The field of medicine faces a global shortage of radiologists, combined with increasing workloads and complex diagnoses, leading to delays, missed findings and huge overtime expenses in healthcare.
Contextflow brings together experts in medical imaging and artificial intelligence from the Medical University of Vienna (MUW) and the Technical University of Vienna to help radiologists prioritize and diagnose difficult cases faster and more accurately using Julia.
A radiologist will upload a scan and mark a region of interest. Contextflow’s three-dimensional image-based search engine searches a database of thousands of images to find similar cases based on visual disease pattern detection. Each result is a full volume, so radiologists can scroll through or change the contrast or brightness.
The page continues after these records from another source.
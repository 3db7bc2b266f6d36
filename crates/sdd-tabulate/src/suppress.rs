//! Small-base suppression of published cells.
//!
//! | Unweighted base | Published cell |
//! |-----------------|----------------|
//! | below 30 | `u` |
//! | 30 to 49, value 0 | `[-]` |
//! | 30 to 49, otherwise | `[v]`, rounded |
//! | 50 or more | the value |

use sdd_ingest::polars_utils::format_numeric;

/// Bases below this are suppressed.
pub const SUPPRESS_BELOW: usize = 30;
/// Bases below this (and not suppressed) are flagged as low.
pub const FLAG_BELOW: usize = 50;

/// Decimal places shown for percentages, means and medians.
pub const VALUE_DP: usize = 0;
/// Decimal places shown for standard errors, intervals and design effects.
pub const ERROR_DP: usize = 1;

pub const SUPPRESSED: &str = "u";
pub const FLAGGED_ZERO: &str = "[-]";

/// Formats a cell for publication given its unweighted base.
///
/// An absent value is suppressed below the cutoff and left blank otherwise.
pub fn suppress(value: Option<f64>, base: usize, dp: usize) -> String {
    if base < SUPPRESS_BELOW {
        return SUPPRESSED.to_string();
    }
    let Some(value) = value else {
        return String::new();
    };
    if base < FLAG_BELOW {
        if value == 0.0 {
            FLAGGED_ZERO.to_string()
        } else {
            format!("[{value:.dp$}]")
        }
    } else {
        format_numeric(value)
    }
}

/// True when [`suppress`] replaces the value with a marker string.
pub fn is_masked(base: usize) -> bool {
    base < FLAG_BELOW
}

#[cfg(test)]
mod tests {
    use super::*;

    fn percentage(numer_w: f64, denom_w: f64) -> Option<f64> {
        Some(100.0 * numer_w / denom_w)
    }

    #[test]
    fn suppression_markers() {
        assert_eq!(suppress(percentage(15.0, 20.0), 10, VALUE_DP), "u");
        assert_eq!(suppress(percentage(30.0, 45.0), 30, VALUE_DP), "[67]");
        assert_eq!(suppress(percentage(0.0, 30.0), 40, VALUE_DP), "[-]");
        assert_eq!(suppress(Some(2.345), 45, ERROR_DP), "[2.3]");
        assert_eq!(suppress(Some(12.5), 50, VALUE_DP), "12.5");
        assert_eq!(suppress(None, 12, ERROR_DP), "u");
        assert_eq!(suppress(None, 120, ERROR_DP), "");
    }

    #[test]
    fn masked_below_flag_cutoff() {
        assert!(is_masked(49));
        assert!(!is_masked(50));
    }
}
Radiologists can even restrict results based on age, gender or pathological findings in the report via text search.
Contextflow uses Knet.jl, a Julia deep learning package, to build the models that enable Contextflow’s three-dimensional image-based search engine to identify reference cases for physicians.
Contextflow relies on complex data processing pipelines to deliver results to customers immediately with tight computing resources.
Clear and concise language
Malleable through metaprogramming
Great low-level deep learning libraries (Knet.jl)
Easy to achieve abstract (data flow graphs) and low-level tasks (deep learning engineering, input/output, control over memory layout)
Radiologists often spend up to 20 minutes searching for information to help them with a diagnosis. With our tool, the search time is cut down to ~2 seconds,
Donner explains.
We would not be where we are now without Julia. It is a joy to use Julia to express one’s ideas.
Furthermore,
Julia allows us to go from initial code to entire systems without the need to reimplement anything in a second language. We use Julia’s metaprogramming capabilities and deep learning frameworks that are simply not available in other languages.